Instructions for the task
Reproduce the opening lines of the records exactly, please, stopping after the line that contains "degrade to safe".

#### Recorded information

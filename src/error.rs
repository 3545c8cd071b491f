//! Domain error taxonomy.
//!
//! Configuration problems (inverted ranges, duplicate names) are
//! user-correctable and carry the offending values; storage failures
//! bubble up from write paths only — read paths degrade to safe
//! defaults instead (see `vacation` and `scenario`). Nothing here is
//! retried.

use chrono::NaiveDate;
use thiserror::Error;

use crate::storage::StorageError;

/// Errors surfaced by the roster engine's fallible operations.
#[derive(Debug, Clone, Error, PartialEq, Eq)]
pub enum RosterError {
    /// A date range with end before start.
    #[error("invalid date range: {end} is before {start}")]
    InvalidDateRange {
        /// Range start.
        start: NaiveDate,
        /// Range end.
        end: NaiveDate,
    },

    /// A scenario (or other named entity) with this name already exists.
    #[error("name already in use: '{0}'")]
    DuplicateName(String),

    /// A write-path lookup by id found nothing.
    #[error("scenario not found: id {0}")]
    ScenarioNotFound(u64),

    /// The backing store failed on a write path.
    #[error(transparent)]
    Storage(#[from] StorageError),
}
//! Resource and group models.
//!
//! Resources are the people eligible for duty; groups are the duty
//! circles ("Rufbereitschaftsgruppen") a roster is planned for. Both
//! are supplied by the host's import adapter and treated as immutable
//! by the scheduling core — uniqueness of names within a batch is the
//! importer's responsibility.

use serde::{Deserialize, Serialize};

/// A person eligible for duty assignments.
///
/// Identity is the name, unique within the active dataset.
#[derive(Debug, Clone, PartialEq, Eq, Serialize, Deserialize)]
pub struct Resource {
    /// Unique name within the active dataset.
    pub name: String,
    /// District/region tag (e.g., a service area code).
    pub district: String,
}

/// A duty group a roster is planned for.
#[derive(Debug, Clone, PartialEq, Eq, Serialize, Deserialize)]
pub struct Group {
    /// Unique group name.
    pub name: String,
    /// District/region tag.
    pub district: String,
    /// Responsible-person tag (dispatcher or team lead).
    pub responsible: String,
}

impl Resource {
    /// Creates a new resource.
    pub fn new(name: impl Into<String>) -> Self {
        Self {
            name: name.into(),
            district: String::new(),
        }
    }

    /// Sets the district tag.
    pub fn with_district(mut self, district: impl Into<String>) -> Self {
        self.district = district.into();
        self
    }
}

impl Group {
    /// Creates a new group.
    pub fn new(name: impl Into<String>) -> Self {
        Self {
            name: name.into(),
            district: String::new(),
            responsible: String::new(),
        }
    }

    /// Sets the district tag.
    pub fn with_district(mut self, district: impl Into<String>) -> Self {
        self.district = district.into();
        self
    }

    /// Sets the responsible-person tag.
    pub fn with_responsible(mut self, responsible: impl Into<String>) -> Self {
        self.responsible = responsible.into();
        self
    }
}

########

Finished exercise
filename src/error.rs
repository 3545c8cd071b491f
//! Domain error taxonomy.
//!
//! Configuration problems (inverted ranges, duplicate names) are
//! user-correctable and carry the offending values; storage failures
//! bubble up from write paths only — read paths degrade to safe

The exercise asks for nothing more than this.